Sofian Abdul Kadir a été le chercher, ce couteau de cuisine, « il a asséné 43 coups sur le corps de la victime », des jambes au crâne, avant de s’enfermer dans une salle de bain, là où la victime, « recroquevillée dans une mare de sang », rendit son dernier souffle, à 29 ans, dans le bac de douche d’un appartement de la rue Loucheur. « Onze plaies profondes ont été répertoriées ». Poumons et foie ont été directement touchés. « Un acharnement ». Au regard de la violence de l’agression, le caractère volontaire d’une véritable exécution ne peut être contesté. La défense en conviendra. « Accepter l’idée d’avoir tué est une idée lourde à assumer ! (…) On peut comprendre qu’il ne puisse admettre être devenu à son tour un bourreau ».

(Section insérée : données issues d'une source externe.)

use std::fs;
use std::net::SocketAddr;
use std::path::{Path, PathBuf};

use serde::Deserialize;

fn default_host() -> String {
    "127.0.0.1".to_string()
}

fn default_port() -> u16 {
    28080
}

fn default_base_url() -> String {
    "http://localhost:28080".to_string()
}

fn default_database_path() -> PathBuf {
    PathBuf::from("./hub.db")
}

fn default_lfs_threshold() -> i64 {
    10 * 1024 * 1024
}

fn default_multipart_threshold() -> i64 {
    5 * 1024 * 1024 * 1024
}

fn default_multipart_chunk_size() -> i64 {
    100 * 1024 * 1024
}

fn default_lfs_keep_versions() -> u32 {
    5
}

fn default_lfs_auto_gc() -> bool {
    true
}

fn default_region() -> String {
    "us-east-1".to_string()
}

fn default_force_path_style() -> bool {
    true
}

fn default_repo_namespace() -> String {
    "hf".to_string()
}

/// Server-wide settings: bind address, public URL, metadata database, LFS policy.
#[derive(Debug, Clone, Deserialize)]
pub struct AppConfig {
    #[serde(default = "default_host")]
    pub host: String,
    #[serde(default = "default_port")]
    pub port: u16,
    /// Public URL this service is reachable at. Used for LFS action hrefs
    /// and commit URLs.
    #[serde(default = "default_base_url")]
    pub base_url: String,
    #[serde(default = "default_database_path")]
    pub database_path: PathBuf,
    /// Files strictly larger than this must go through LFS.
    #[serde(default = "default_lfs_threshold")]
    pub lfs_threshold_bytes: i64,
    /// Suffix globs (e.g. "*.safetensors") that force LFS regardless of size.
    #[serde(default)]
    pub lfs_suffix_patterns: Vec<String>,
    #[serde(default = "default_lfs_keep_versions")]
    pub lfs_keep_versions: u32,
    #[serde(default = "default_lfs_auto_gc")]
    pub lfs_auto_gc: bool,
    /// Raw admin token. Presented tokens are compared as SHA3-512 digests.
    #[serde(default)]
    pub admin_token: Option<String>,
}

#[derive(Debug, Clone, Deserialize)]
pub struct S3Config {
    pub endpoint: String,
    /// Endpoint substituted into presigned URLs handed to clients.
    /// Defaults to `endpoint` when unset.
    #[serde(default)]
    pub public_endpoint: Option<String>,
    pub access_key: String,
    pub secret_key: String,
    pub bucket: String,
    #[serde(default = "default_region")]
    pub region: String,
    #[serde(default = "default_force_path_style")]
    pub force_path_style: bool,
    #[serde(default = "default_multipart_threshold")]
    pub multipart_threshold_bytes: i64,
    #[serde(default = "default_multipart_chunk_size")]
    pub multipart_chunk_size_bytes: i64,
}

impl S3Config {
    #[must_use]
    pub fn public_endpoint(&self) -> &str {
        self.public_endpoint.as_deref().unwrap_or(&self.endpoint)
    }
}

#[derive(Debug, Clone, Deserialize)]
pub struct LakefsConfig {
    pub endpoint: String,
    pub access_key: String,
    pub secret_key: String,
    /// Prefix for versioned-store repository names.
    #[serde(default = "default_repo_namespace")]
    pub repo_namespace: String,
}

/// Default storage quotas applied to newly created namespaces. `None` means
/// unlimited.
#[derive(Debug, Clone, Default, Deserialize)]
pub struct QuotaConfig {
    #[serde(default)]
    pub default_user_private_quota_bytes: Option<i64>,
    #[serde(default)]
    pub default_user_public_quota_bytes: Option<i64>,
    #[serde(default)]
    pub default_org_private_quota_bytes: Option<i64>,
    #[serde(default)]
    pub default_org_public_quota_bytes: Option<i64>,
}

#[derive(Debug, Clone, Deserialize)]
pub struct Config {
    pub app: AppConfig,
    pub s3: S3Config,
    pub lakefs: LakefsConfig,
    #[serde(default)]
    pub quota: QuotaConfig,
}

/// CLI overrides that can be applied on top of a config file.
#[derive(Debug, Default)]
pub struct ConfigOverrides {
    pub host: Option<String>,
    pub port: Option<u16>,
    pub base_url: Option<String>,
    pub database_path: Option<PathBuf>,
}

impl Config {
    /// Default config file search paths.
    const SEARCH_PATHS: &'static [&'static str] =
        &["./kohakuhub.toml", "/etc/kohakuhub/kohakuhub.toml"];

    pub fn socket_addr(&self) -> Result<SocketAddr, std::net::AddrParseError> {
        format!("{}:{}", self.app.host, self.app.port).parse()
    }

    /// Load config from a specific file path.
    pub fn load(path: &Path) -> anyhow::Result<Self> {
        let content = fs::read_to_string(path)?;
        let config: Config = toml::from_str(&content)?;
        Ok(config)
    }

    /// Search `KOHAKUHUB_CONFIG`, then the default locations.
    pub fn load_from_search_paths() -> anyhow::Result<Self> {
        if let Ok(path) = std::env::var("KOHAKUHUB_CONFIG") {
            return Self::load(Path::new(&path));
        }
        for path_str in Self::SEARCH_PATHS {
            let path = Path::new(path_str);
            if path.exists() {
                return Self::load(path);
            }
        }
        anyhow::bail!(
            "No config file found. Create ./kohakuhub.toml or set KOHAKUHUB_CONFIG."
        )
    }

    /// Load config with CLI overrides.
    ///
    /// Priority: CLI args > config file
    pub fn load_with_overrides(
        config_path: Option<&Path>,
        overrides: ConfigOverrides,
    ) -> anyhow::Result<Self> {
        let mut config = if let Some(path) = config_path {
            Self::load(path)?
        } else {
            Self::load_from_search_paths()?
        };

        if let Some(host) = overrides.host {
            config.app.host = host;
        }
        if let Some(port) = overrides.port {
            config.app.port = port;
        }
        if let Some(base_url) = overrides.base_url {
            config.app.base_url = base_url;
        }
        if let Some(database_path) = overrides.database_path {
            config.app.database_path = database_path;
        }

        Ok(config)
    }
}

#[cfg(test)]
mod tests {
    use super::*;

    const MINIMAL: &str = r#"
        [app]
        base_url = "https://hub.example.org"

        [s3]
        endpoint = "http://minio:9000"
        access_key = "minioadmin"
        secret_key = "minioadmin"
        bucket = "hub"

        [lakefs]
        endpoint = "http://lakefs:8000"
        access_key = "AKIA"
        secret_key = "secret"
    "#;

    #[test]
    fn minimal_config_gets_defaults() {
        let config: Config = toml::from_str(MINIMAL).unwrap();
        assert_eq!(config.app.lfs_threshold_bytes, 10 * 1024 * 1024);
        assert_eq!(config.app.lfs_keep_versions, 5);
        assert!(config.app.lfs_auto_gc);
        assert_eq!(config.s3.region, "us-east-1");
        assert_eq!(config.s3.public_endpoint(), "http://minio:9000");
        assert_eq!(config.lakefs.repo_namespace, "hf");
        assert!(config.quota.default_user_private_quota_bytes.is_none());
    }

    #[test]
    fn public_endpoint_override() {
        let mut config: Config = toml::from_str(MINIMAL).unwrap();
        config.s3.public_endpoint = Some("https://s3.example.org".to_string());
        assert_eq!(config.s3.public_endpoint(), "https://s3.example.org");
    }
}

L’accusé était bel et bien « en contact avec la réalité », « conscient » et « responsable de ses actes ! » La personnalité de l’accusé n’en revêt pas moins un caractère important. « Ce vécu traumatique peut nous permettre de comprendre certains comportements. (…) Monsieur Abdul Kadir a été confronté par le passé à sa propre mort, ce passé a pu entraîner un stress post-traumatique important et une dissociation traumatique », nota Nathalie D’Anzi. Faits et passé sont liés. Une altération du discernement, oui, mais « monsieur Abdul Kadir n’est pas fou, pas irresponsable ». Réquisitions ? Quinze ans de réclusion criminelle.

« Je vous le confie »

L’horreur, des millions d’êtres humains la vivent, au quotidien. Souvent, c’est loin. « Là, ce n’est pas à des milliers de kilomètres, c’est là, juste derrière, à cinq minutes du tribunal, dans un petit immeuble vétuste, excentré, pas l’endroit propice à l’intégration d’un Afghan ayant parcouru des milliers de kilomètres pour finir tué dans un bac de douche de notre paisible Haute-Marne par un homme ayant également parcouru des milliers de kilomètres », souligna Me Tribolet. L’accusé « ne comprend pas son acte ». Déni ? « En aucun cas ». Il s’agit bel et bien d’un homicide volontaire. Un meurtre commis par un homme au passé traumatique.

Charia

Me Tribolet prit le temps de décrire, à l’aide de rapports publiés par Amnesty International, les réalités, des réalités lointaines, pour nous, Européens, de la vie en Somalie lorsque l’accusé l’était encore, enfant, innocent, plus vraiment. « La charia était appliquée par les tribunaux islamistes dans certains quartiers ». Des exécutions publiques étaient organisées, « à coups de couteau » avec des « mineurs » pour bourreaux. « Dans d’autres cas, un meurtre pouvait être réparé par une simple compensation financière ». Là-bas, la vie avait peu de valeur. « Si nous vivons tous sur la même planète, nous ne vivons pas tous dans le même monde, pas à la même époque ». Le traumatisme est réel. Nul n’aura contesté les éléments attestant d’un parcours de vie traumatique. « La peur le rongeait intérieurement, une véritable peur ».

Signes avant-coureurs

Me Tribolet en vint à citer Michel Rocard. « La France ne peut pas accueillir toute la misère du monde ». Différents signes avant-coureurs auraient pu alerter sur l’état d’un réfugié exposé au pire. Sofian Abdul Kadir n’a jamais été soumis à un examen médical spécifique. « Une problématique aurait pu être détectée. (…) Le premier psychiatre qui le voit dans le cadre de son placement en garde à vue dit immédiatement qu’il a une personne détruite devant lui ! » Le jour des faits, l’accusé était seul, dans la salle de bain, « un lieu d’intimité », des tensions existaient avec la victime, l’accusé a « peut-être été débordé par un geste, un ton, une attitude lui ayant rappelé une scène qu’il a vécu ». Un expert psychiatre a clairement détaillé le « mécanisme » ayant conduit au pire. « L’altération du discernement ne fait aucun doute (…) Oui, ce crime est horrible, mais il l’est peut-être moins que l’homme passant un contrat pour exécuter sa femme pour des questions financières ». Alors, que faire ? « Le diagnostic, vous l’avez, vous pouvez l’obliger à se soumettre à des soins au long cours ». Un psychiatre a fait état d’avancées en matière de traitement des syndromes post-traumatiques. Tout espoir n’est pas perdu. Me Tribolet en termina par ces mots : « Je vous le confie ».